Call him CCinderella.
The Yankees are believed to have made a last-ditch attempt at signing Sabathia to a new deal over the weekend, but it seems likely the 300-pound ace will exercise the option making Sabathia a free-agent, according to a report in the New York Daily News.
The team hoped to strike a deal with the 19-game winner before it got close to the deadline but, as of Sunday, it hasn't happened.
Yankees GM Brian Cashman—who's expected to sign a new contract of his own on Monday—was unavailable for comment this weekend.
Cashman offered the former-Cy Young winner the opt-out clause in 2008. It gave Sabathia the option to leave the Yankees if things didn't work out in New York.
Sabathia has said in the past his family is happily settled in New Jersey and is satisfied where they are living. Now, it looks like the 31 year-old pitcher is just looking for more money and a longer contract.
This is a problem which the Yankees brought upon themselves.
The Yankees starting rotation is pretty unsettled after Sabathia and last year's rookie sensation Ivan Nova.
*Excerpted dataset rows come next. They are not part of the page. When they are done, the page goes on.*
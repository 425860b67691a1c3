use crate::kiosk::Kiosk;
use std::sync::Arc;
use zbus::interface;

/// D-Bus control interface for the kiosk daemon.
///
/// Bus name: org.rollcall.Kiosk1
/// Object path: /org/rollcall/Kiosk1
pub struct KioskService {
    kiosk: Arc<Kiosk>,
}

impl KioskService {
    pub fn new(kiosk: Arc<Kiosk>) -> Self {
        Self { kiosk }
    }
}

fn to_json<T: serde::Serialize>(value: &T) -> zbus::fdo::Result<String> {
    serde_json::to_string(value).map_err(|e| zbus::fdo::Error::Failed(e.to_string()))
}

#[interface(name = "org.rollcall.Kiosk1")]
impl KioskService {
    /// Start scanning. After a device failure this is the retry action;
    /// on failure the error carries the message meant for the user.
    async fn start(&self) -> zbus::fdo::Result<String> {
        tracing::info!("start requested");
        match self.kiosk.start().await {
            Ok(status) => to_json(&status),
            Err(err) => Err(zbus::fdo::Error::Failed(err.user_message())),
        }
    }

    /// Stop scanning and release the camera.
    async fn stop(&self) -> zbus::fdo::Result<bool> {
        tracing::info!("stop requested");
        Ok(self.kiosk.stop().await)
    }

    /// Daemon status as JSON.
    async fn status(&self) -> zbus::fdo::Result<String> {
        to_json(&self.kiosk.status().await)
    }
}
//! Narrow interfaces to the external recognition service and attendance store.

use crate::source::StillFrame;
use crate::types::{AttendanceMark, AttendanceRequest, Recognition};
use async_trait::async_trait;
use std::time::Duration;
use thiserror::Error;

/// Recoverable recognition failure; the orchestrator retries on the next tick.
#[derive(Error, Debug, Clone, PartialEq)]
pub enum RecognitionError {
    #[error("recognition service error: {0}")]
    Service(String),
    #[error("recognition timed out after {0:?}")]
    Timeout(Duration),
}

/// Recoverable attendance write failure; never affects orchestrator state.
#[derive(Error, Debug, Clone, PartialEq)]
pub enum GatewayError {
    #[error("attendance storage failed: {0}")]
    Storage(String),
    #[error("attendance rejected: {0}")]
    Rejected(String),
}

/// One recognition request: a still frame and the face limit for the service.
#[derive(Debug, Clone)]
pub struct RecognitionRequest {
    pub frame: StillFrame,
    pub max_faces: u32,
}

#[async_trait]
pub trait RecognitionService: Send + Sync {
    async fn recognize(&self, request: RecognitionRequest) -> Result<Recognition, RecognitionError>;
}

/// Durable attendance store. Cross-session deduplication is its job.
#[async_trait]
pub trait AttendanceGateway: Send + Sync {
    async fn mark_attendance(
        &self,
        request: AttendanceRequest,
    ) -> Result<AttendanceMark, GatewayError>;
}
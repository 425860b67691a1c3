use anyhow::{Context, Result};
use clap::{Parser, Subcommand};
use rollcall_core::presence::HeuristicDetector;
use rollcall_core::{FrameSource, HeuristicConfig};
use rollcall_hw::{Camera, CaptureSettings, V4lFrameSource};
use std::time::Duration;

#[derive(Parser)]
#[command(name = "rollcall", about = "rollcall attendance kiosk CLI")]
struct Cli {
    /// Talk to a daemon on the session bus instead of the system bus
    #[arg(long, global = true)]
    session_bus: bool,

    #[command(subcommand)]
    command: Commands,
}

#[derive(Subcommand)]
enum Commands {
    /// Show daemon status
    Status,
    /// Start scanning (also retries after a camera failure)
    Start,
    /// Stop scanning and release the camera
    Stop,
    /// Run camera and presence diagnostics without the daemon
    Test {
        /// V4L2 device path
        #[arg(short, long, default_value = "/dev/video0")]
        device: String,
        /// Number of presence samples to take
        #[arg(short, long, default_value_t = 10)]
        frames: u32,
    },
    /// List video capture devices
    Devices,
}

#[zbus::proxy(
    interface = "org.rollcall.Kiosk1",
    default_service = "org.rollcall.Kiosk1",
    default_path = "/org/rollcall/Kiosk1"
)]
trait Kiosk {
    async fn start(&self) -> zbus::Result<String>;
    async fn stop(&self) -> zbus::Result<bool>;
    async fn status(&self) -> zbus::Result<String>;
}

async fn connect(session_bus: bool) -> Result<KioskProxy<'static>> {
    let conn = if session_bus {
        zbus::Connection::session().await?
    } else {
        zbus::Connection::system().await?
    };
    KioskProxy::new(&conn)
        .await
        .context("rollcalld is not reachable on the bus")
}

fn print_json(raw: &str) -> Result<()> {
    let value: serde_json::Value = serde_json::from_str(raw)?;
    println!("{}", serde_json::to_string_pretty(&value)?);
    Ok(())
}

fn run_diagnostics(device: String, frames: u32) -> Result<()> {
    let mut source = V4lFrameSource::new(CaptureSettings {
        device,
        ..CaptureSettings::default()
    });
    source.start().map_err(|e| anyhow::anyhow!("{}\n  ({e})", e.user_message()))?;
    let detector = HeuristicDetector::new(HeuristicConfig::default());

    println!("Sampling {frames} frames from {}", source.settings().device);
    for i in 0..frames {
        let Some(frame) = source.luma_frame()? else {
            println!("  [{i}] no frame");
            continue;
        };
        let (present, stats) = detector.evaluate(&frame);
        println!(
            "  [{i}] {}x{} seq={} mean={:.1} variance={:.1} present={present}",
            frame.width, frame.height, frame.sequence, stats.mean, stats.variance
        );
        std::thread::sleep(Duration::from_millis(300));
    }

    match source.capture_frame()? {
        Some(still) => println!(
            "Still: {}x{} JPEG, {} bytes",
            still.width,
            still.height,
            still.jpeg.len()
        ),
        None => println!("Still: none"),
    }
    source.stop();
    Ok(())
}

#[tokio::main]
async fn main() -> Result<()> {
    tracing_subscriber::fmt()
        .with_env_filter(tracing_subscriber::EnvFilter::from_default_env())
        .init();

    let cli = Cli::parse();

    match cli.command {
        Commands::Status => {
            let proxy = connect(cli.session_bus).await?;
            print_json(&proxy.status().await?)?;
        }
        Commands::Start => {
            let proxy = connect(cli.session_bus).await?;
            match proxy.start().await {
                Ok(status) => print_json(&status)?,
                Err(zbus::Error::MethodError(_, Some(message), _)) => {
                    anyhow::bail!("{message}\nRun `rollcall start` again to retry.")
                }
                Err(e) => return Err(e.into()),
            }
        }
        Commands::Stop => {
            let proxy = connect(cli.session_bus).await?;
            if proxy.stop().await? {
                println!("Stopped.");
            } else {
                println!("No session was running.");
            }
        }
        Commands::Test { device, frames } => {
            tracing::debug!(device = %device, frames, "running camera diagnostics");
            tokio::task::spawn_blocking(move || run_diagnostics(device, frames)).await??;
        }
        Commands::Devices => {
            let devices = Camera::list_devices();
            if devices.is_empty() {
                println!("No video capture devices found.");
            }
            for dev in devices {
                println!("{}  {} ({}, {})", dev.path, dev.name, dev.driver, dev.bus);
            }
        }
    }

    Ok(())
}
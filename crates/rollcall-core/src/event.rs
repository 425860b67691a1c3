use crate::types::{AttemptId, AttendanceMark, RejectReason, ScanState};
use serde::Serialize;

/// Reporting channel item. Every error class surfaces here, whether or not a
/// front-end chooses to render it.
#[derive(Debug, Clone, Serialize)]
#[serde(tag = "event", rename_all = "snake_case")]
pub enum KioskEvent {
    SessionStarted {
        presence_strategy: String,
    },
    StateChanged {
        from: ScanState,
        to: ScanState,
    },
    PresenceChanged {
        present: bool,
    },
    AttemptStarted {
        attempt: AttemptId,
    },
    /// Outcome arrived for an attempt that no longer applies.
    AttemptDiscarded {
        attempt: AttemptId,
    },
    MatchRejected {
        attempt: AttemptId,
        identity_id: String,
        confidence: f32,
        reason: RejectReason,
    },
    RecognitionFailed {
        attempt: AttemptId,
        error: String,
    },
    AttendanceMarked {
        mark: AttendanceMark,
    },
    GatewayFailed {
        identity_id: String,
        error: String,
    },
    DeviceFailed {
        kind: String,
        message: String,
    },
    SessionStopped,
}
impl Orchestrator {
    pub fn new(config: OrchestratorConfig) -> Self {
        Self {
            config,
            state: ScanState::Scanning,
            present: false,
            outstanding: None,
            cooldown_until: None,
            next_attempt: 1,
            episodes: 0,
        }
    }

    pub fn state(&self) -> ScanState {
        self.state
    }

    pub fn is_present(&self) -> bool {
        self.present
    }

    /// A recognition attempt is outstanding.
    pub fn is_busy(&self) -> bool {
        self.outstanding.is_some()
    }

    pub fn outstanding(&self) -> Option<AttemptId> {
        self.outstanding.as_ref().map(|o| o.id)
    }

    /// Number of confirmation episodes entered so far.
    pub fn episodes(&self) -> u64 {
        self.episodes
    }

    /// Whether the next recognition tick would start an attempt.
    pub fn ready_for_attempt(&self) -> bool {
        self.present && self.outstanding.is_none() && self.state == ScanState::Scanning
    }

    /// Earliest instant at which [`on_deadline`](Self::on_deadline) has work.
    pub fn next_deadline(&self) -> Option<Instant> {
        let attempt = self.outstanding.as_ref().map(|o| o.deadline);
        match (attempt, self.cooldown_until) {
            (Some(a), Some(c)) => Some(a.min(c)),
            (a, c) => a.or(c),
        }
    }

    /// Record a presence sample. Loss of presence returns to `Scanning`
    /// immediately, pre-empting the cool-down, and marks any outstanding
    /// attempt stale.
    pub fn on_presence(&mut self, present: bool) -> Vec<Effect> {
        let mut effects = Vec::new();
        self.present = present;
        if present {
            return effects;
        }

        if let Some(attempt) = self.outstanding.as_mut() {
            if !attempt.stale {
                tracing::debug!(attempt = %attempt.id, "presence lost; outcome will be discarded");
                attempt.stale = true;
            }
        }
        self.cooldown_until = None;
        self.transition(ScanState::Scanning, &mut effects);
        effects
    }

    /// Recognition tick. Starts an attempt when present and idle; otherwise
    /// the tick is dropped.
    pub fn on_recognition_tick(&mut self, now: Instant) -> Vec<Effect> {
        let mut effects = Vec::new();
        if !self.ready_for_attempt() {
            tracing::trace!(
                state = %self.state,
                present = self.present,
                busy = self.is_busy(),
                "recognition tick dropped"
            );
            return effects;
        }

        let id = AttemptId(self.next_attempt);
        self.next_attempt += 1;
        self.outstanding = Some(Outstanding {
            id,
            deadline: now + self.config.recognition_timeout,
            stale: false,
        });
        self.transition(ScanState::PersonDetected, &mut effects);
        effects.push(Effect::Recognize(id));
        effects
    }

    /// Outcome of the recognition call for `id`.
    pub fn on_attempt_resolved(
        &mut self,
        id: AttemptId,
        result: Result<Recognition, RecognitionError>,
        now: Instant,
    ) -> Vec<Effect> {
        let mut effects = Vec::new();

        let attempt = match self.outstanding.take() {
            Some(attempt) if attempt.id == id => attempt,
            other => {
                // Superseded or already timed out.
                self.outstanding = other;
                effects.push(Effect::Discarded(id));
                return effects;
            }
        };

        if attempt.stale {
            if let Err(error) = result {
                effects.push(Effect::RecognitionFailed { attempt: id, error });
            }
            effects.push(Effect::Discarded(id));
            return effects;
        }

        match result {
            Ok(Recognition::Matched(m)) => match self.evaluate(&m) {
                Ok(()) => {
                    self.episodes += 1;
                    self.cooldown_until = Some(now + self.config.cooldown);
                    self.transition(ScanState::Confirmed, &mut effects);
                    effects.push(Effect::MarkAttendance {
                        episode: self.episodes,
                        identity: m.identity,
                        confidence: m.confidence,
                    });
                }
                Err(reason) => {
                    effects.push(Effect::Rejected {
                        attempt: id,
                        identity: m.identity,
                        confidence: m.confidence,
                        reason,
                    });
                    self.transition(ScanState::Scanning, &mut effects);
                }
            },
            Ok(Recognition::NoMatch) => self.transition(ScanState::Scanning, &mut effects),
            Err(error) => {
                effects.push(Effect::RecognitionFailed { attempt: id, error });
                self.transition(ScanState::Scanning, &mut effects);
            }
        }
        effects
    }

    /// Fire expired timers: recognition timeout and cool-down end.
    pub fn on_deadline(&mut self, now: Instant) -> Vec<Effect> {
        let mut effects = Vec::new();

        let expired = self
            .outstanding
            .as_ref()
            .is_some_and(|attempt| now >= attempt.deadline);
        if expired {
            if let Some(attempt) = self.outstanding.take() {
                effects.push(Effect::Abandon(attempt.id));
                effects.push(Effect::RecognitionFailed {
                    attempt: attempt.id,
                    error: RecognitionError::Timeout(self.config.recognition_timeout),
                });
                if !attempt.stale {
                    self.transition(ScanState::Scanning, &mut effects);
                }
            }
        }

        let cooled = self.cooldown_until.is_some_and(|until| now >= until);
        if cooled && self.state == ScanState::Confirmed {
            self.cooldown_until = None;
            self.transition(ScanState::Scanning, &mut effects);
        }
        effects
    }

    fn evaluate(&self, m: &Match) -> Result<(), RejectReason> {
        // NaN fails this comparison and is rejected.
        if !(m.confidence >= self.config.confidence_threshold) {
            return Err(RejectReason::BelowThreshold);
        }
        if self.config.liveness_detection && !m.liveness {
            return Err(RejectReason::LivenessFailed);
        }
        Ok(())
    }

    fn transition(&mut self, to: ScanState, effects: &mut Vec<Effect>) {
        if self.state != to {
            tracing::debug!(from = %self.state, to = %to, "state transition");
            effects.push(Effect::StateChanged {
                from: self.state,
                to,
            });
            self.state = to;
        }
    }
}
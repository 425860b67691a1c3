//! HTTP client for the external recognition service.

use async_trait::async_trait;
use rollcall_core::{
    Identity, Match, Recognition, RecognitionError, RecognitionRequest, RecognitionService,
};
use serde::Deserialize;
use std::time::Duration;

/// Service response, tagged by `status`.
#[derive(Debug, Deserialize)]
#[serde(tag = "status", rename_all = "snake_case")]
enum RecognizeResponse {
    Matched {
        identity_id: String,
        identity_name: String,
        confidence: f32,
        /// Absent means the service made no liveness claim.
        #[serde(default)]
        liveness: bool,
    },
    NoMatch,
    Error {
        reason: String,
    },
}

impl From<RecognizeResponse> for Result<Recognition, RecognitionError> {
    fn from(response: RecognizeResponse) -> Self {
        match response {
            RecognizeResponse::Matched {
                identity_id,
                identity_name,
                confidence,
                liveness,
            } => Ok(Recognition::Matched(Match {
                identity: Identity {
                    id: identity_id,
                    name: identity_name,
                },
                confidence,
                liveness,
            })),
            RecognizeResponse::NoMatch => Ok(Recognition::NoMatch),
            RecognizeResponse::Error { reason } => Err(RecognitionError::Service(reason)),
        }
    }
}

/// `POST {base}/recognize?max_faces=N` with the JPEG as the body.
pub struct HttpRecognitionService {
    client: reqwest::Client,
    endpoint: String,
}

impl HttpRecognitionService {
    pub fn new(base_url: &str) -> Result<Self, reqwest::Error> {
        let client = reqwest::Client::builder()
            .connect_timeout(Duration::from_secs(3))
            .build()?;
        Ok(Self {
            client,
            endpoint: format!("{}/recognize", base_url.trim_end_matches('/')),
        })
    }

    pub fn endpoint(&self) -> &str {
        &self.endpoint
    }
}

#[async_trait]
impl RecognitionService for HttpRecognitionService {
    async fn recognize(&self, request: RecognitionRequest) -> Result<Recognition, RecognitionError> {
        let response = self
            .client
            .post(&self.endpoint)
            .query(&[("max_faces", request.max_faces)])
            .header(reqwest::header::CONTENT_TYPE, "image/jpeg")
            .body(request.frame.jpeg)
            .send()
            .await
            .map_err(|e| RecognitionError::Service(format!("request failed: {e}")))?;

        let status = response.status();
        if !status.is_success() {
            return Err(RecognitionError::Service(format!(
                "service returned HTTP {status}"
            )));
        }

        let body: RecognizeResponse = response
            .json()
            .await
            .map_err(|e| RecognitionError::Service(format!("malformed response: {e}")))?;
        tracing::debug!(?body, "recognition response");
        body.into()
    }
}

#[cfg(test)]
mod tests {
    use super::*;
    use chrono::Utc;
    use rollcall_core::StillFrame;
    use tokio::io::{AsyncReadExt, AsyncWriteExt};
    use tokio::net::TcpListener;
    use tokio::task::JoinHandle;

    fn parse(json: &str) -> Result<Recognition, RecognitionError> {
        serde_json::from_str::<RecognizeResponse>(json).unwrap().into()
    }

    fn request() -> RecognitionRequest {
        RecognitionRequest {
            frame: StillFrame {
                jpeg: vec![0xFF, 0xD8, 0xFF, 0xD9],
                width: 2,
                height: 2,
                captured_at: Utc::now(),
            },
            max_faces: 3,
        }
    }

    /// Accept one connection, reply with `status_line` and `body`, and hand
    /// back the raw request bytes.
    async fn serve_once(status_line: &'static str, body: &'static str) -> (String, JoinHandle<Vec<u8>>) {
        let listener = TcpListener::bind("127.0.0.1:0").await.unwrap();
        let addr = listener.local_addr().unwrap();
        let task = tokio::spawn(async move {
            let (mut sock, _) = listener.accept().await.unwrap();
            let mut req = Vec::new();
            let mut buf = [0u8; 4096];
            loop {
                let n = sock.read(&mut buf).await.unwrap();
                if n == 0 {
                    break;
                }
                req.extend_from_slice(&buf[..n]);
                if let Some(end) = req.windows(4).position(|w| w == b"\r\n\r\n") {
                    let head = String::from_utf8_lossy(&req[..end]).to_lowercase();
                    let len = head
                        .lines()
                        .find_map(|l| l.strip_prefix("content-length:"))
                        .and_then(|v| v.trim().parse::<usize>().ok())
                        .unwrap_or(0);
                    if req.len() >= end + 4 + len {
                        break;
                    }
                }
            }
            let reply = format!(
                "{status_line}\r\ncontent-type: application/json\r\ncontent-length: {}\r\nconnection: close\r\n\r\n{body}",
                body.len()
            );
            sock.write_all(reply.as_bytes()).await.unwrap();
            let _ = sock.shutdown().await;
            req
        });
        (format!("http://{addr}/"), task)
    }

    #[test]
    fn test_parse_matched() {
        let result = parse(
            r#"{"status":"matched","identity_id":"STU001","identity_name":"Ada","confidence":0.93,"liveness":true}"#,
        );
        let Ok(Recognition::Matched(m)) = result else {
            panic!("expected a match, got {result:?}");
        };
        assert_eq!(m.identity.id, "STU001");
        assert!((m.confidence - 0.93).abs() < 1e-6);
        assert!(m.liveness);
    }

    #[test]
    fn test_missing_liveness_is_not_live() {
        let result = parse(
            r#"{"status":"matched","identity_id":"STU002","identity_name":"Bo","confidence":0.9}"#,
        );
        assert!(matches!(result, Ok(Recognition::Matched(Match { liveness: false, .. }))));
    }

    #[test]
    fn test_parse_no_match_and_error() {
        assert_eq!(parse(r#"{"status":"no_match"}"#), Ok(Recognition::NoMatch));
        assert_eq!(
            parse(r#"{"status":"error","reason":"model not loaded"}"#),
            Err(RecognitionError::Service("model not loaded".into()))
        );
    }

    #[test]
    fn test_unknown_status_rejected() {
        assert!(serde_json::from_str::<RecognizeResponse>(r#"{"status":"maybe"}"#).is_err());
    }

    #[test]
    fn test_endpoint_trims_slash() {
        let service = HttpRecognitionService::new("http://localhost:8000/").unwrap();
        assert_eq!(service.endpoint(), "http://localhost:8000/recognize");
    }

    #[tokio::test]
    async fn test_posts_jpeg_and_parses_reply() {
        let (url, server) = serve_once(
            "HTTP/1.1 200 OK",
            r#"{"status":"matched","identity_id":"STU001","identity_name":"Ada","confidence":0.95,"liveness":true}"#,
        )
        .await;
        let service = HttpRecognitionService::new(&url).unwrap();

        let result = service.recognize(request()).await;
        assert!(matches!(result, Ok(Recognition::Matched(_))), "{result:?}");

        let raw = server.await.unwrap();
        let text = String::from_utf8_lossy(&raw).to_lowercase();
        assert!(text.starts_with("post /recognize?max_faces=3 "), "{text}");
        assert!(text.contains("content-type: image/jpeg"));
        assert!(raw.ends_with(&[0xFF, 0xD8, 0xFF, 0xD9]));
    }

    #[tokio::test]
    async fn test_http_error_is_service_error() {
        let (url, server) = serve_once("HTTP/1.1 503 Service Unavailable", "{}").await;
        let service = HttpRecognitionService::new(&url).unwrap();

        let result = service.recognize(request()).await;
        assert!(
            matches!(&result, Err(RecognitionError::Service(msg)) if msg.contains("503")),
            "{result:?}"
        );
        server.await.unwrap();
    }

    #[tokio::test]
    async fn test_unreachable_service_is_service_error() {
        let listener = TcpListener::bind("127.0.0.1:0").await.unwrap();
        let addr = listener.local_addr().unwrap();
        drop(listener);

        let service = HttpRecognitionService::new(&format!("http://{addr}")).unwrap();
        let result = service.recognize(request()).await;
        assert!(matches!(result, Err(RecognitionError::Service(_))));
    }
}
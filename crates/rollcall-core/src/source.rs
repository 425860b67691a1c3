//! Frame source contract: the capture device as seen by the session.

use crate::presence::NativeDetector;
use chrono::{DateTime, Utc};
use thiserror::Error;

/// Capture-device failure. Fatal to the session that hit it.
#[derive(Error, Debug, Clone, PartialEq, Eq)]
pub enum DeviceError {
    #[error("permission denied: {0}")]
    PermissionDenied(String),
    #[error("device not found: {0}")]
    NotFound(String),
    #[error("device not supported: {0}")]
    NotSupported(String),
    #[error("device already in use: {0}")]
    AlreadyInUse(String),
    #[error("device error: {0}")]
    Other(String),
}

impl DeviceError {
    /// Message shown to the person standing at the kiosk, paired with a retry action.
    pub fn user_message(&self) -> String {
        match self {
            DeviceError::PermissionDenied(_) => {
                "Camera access denied. Allow access to the camera and try again.".to_string()
            }
            DeviceError::NotFound(_) => {
                "No camera found. Connect a camera and try again.".to_string()
            }
            DeviceError::NotSupported(_) => {
                "This camera is not supported. Try a different capture device.".to_string()
            }
            DeviceError::AlreadyInUse(_) => {
                "Camera is already in use by another application.".to_string()
            }
            DeviceError::Other(msg) => format!("Camera failed: {msg}"),
        }
    }

    /// Short machine-readable kind, used in status reports.
    pub fn kind(&self) -> &'static str {
        match self {
            DeviceError::PermissionDenied(_) => "permission_denied",
            DeviceError::NotFound(_) => "not_found",
            DeviceError::NotSupported(_) => "not_supported",
            DeviceError::AlreadyInUse(_) => "already_in_use",
            DeviceError::Other(_) => "other",
        }
    }
}

/// An 8-bit luminance frame.
#[derive(Clone)]
pub struct Frame {
    /// Grayscale pixel data (width * height bytes).
    pub data: Vec<u8>,
    pub width: u32,
    pub height: u32,
    pub timestamp: std::time::Instant,
    pub sequence: u32,
}

/// An encoded still image handed to the recognition service.
#[derive(Clone)]
pub struct StillFrame {
    /// JPEG bytes.
    pub jpeg: Vec<u8>,
    pub width: u32,
    pub height: u32,
    pub captured_at: DateTime<Utc>,
}

impl std::fmt::Debug for StillFrame {
    fn fmt(&self, f: &mut std::fmt::Formatter<'_>) -> std::fmt::Result {
        f.debug_struct("StillFrame")
            .field("bytes", &self.jpeg.len())
            .field("width", &self.width)
            .field("height", &self.height)
            .field("captured_at", &self.captured_at)
            .finish()
    }
}

/// Owner of the capture device for one session.
///
/// Implementations must release the device in `stop()` and again on drop,
/// so that every exit path leaves the device free.
pub trait FrameSource: Send {
    /// Acquire the device. No-op when already active.
    fn start(&mut self) -> Result<(), DeviceError>;

    /// Release the device. Idempotent.
    fn stop(&mut self);

    fn is_active(&self) -> bool;

    /// Current luminance frame, or `None` when the source is not ready.
    fn luma_frame(&mut self) -> Result<Option<Frame>, DeviceError>;

    /// Encoded still of the current frame, or `None` when the source is not ready.
    fn capture_frame(&mut self) -> Result<Option<StillFrame>, DeviceError>;

    /// Platform face-presence primitive, if the runtime exposes one.
    fn native_presence(&self) -> Option<NativeDetector> {
        None
    }
}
A.J. Burnett is undefeated in April but a head case after May, Phil Hughes struggled through "dead arm" and Bartolo Colon's return is improbable since the 38 year-old wore down in the second half of 2011. The team may bring back Freddy Garcia—who won 12 games last season—but that's not a given either.
Sabathia, the hefty lefty, led the Yankees to a World Series title in 2009 and began last season 25 pounds trimmer, but his expanding girth matched his fattening ERA down the stretch last season and he was less than overwhelming during the last two postseasons.
The Yankees are one of a handful of teams that could afford signing Sabathia. He is expected to ask for a new deal with a minimum of five-years at $125 million (more likely seven years at $150 million) which would leap-frog him over the $120 million that 32 year-old Cliff Lee signed with the Philadelphia Phillies last year.
The Yankees will probably go all-out in making a deal with Sabathia today. The free-agent market for top-notch starters is slim and Sabathia would be hard to replace.
C.J. Wilson, Mark Buehrle and Roy Oswalt lead the pack, but are all considered No. 2 starters and Yu Darvish—the Japanese phenom—has yet to prove himself in the U.S..
If Sabathia flies the coop, Cashman will be thrust into a difficult position. He may have to trade one of his prize prospects like Jesus Montero for a No. 1 starter.
Well, if any time is a good time to turn into a pumpkin, it's the day after Halloween.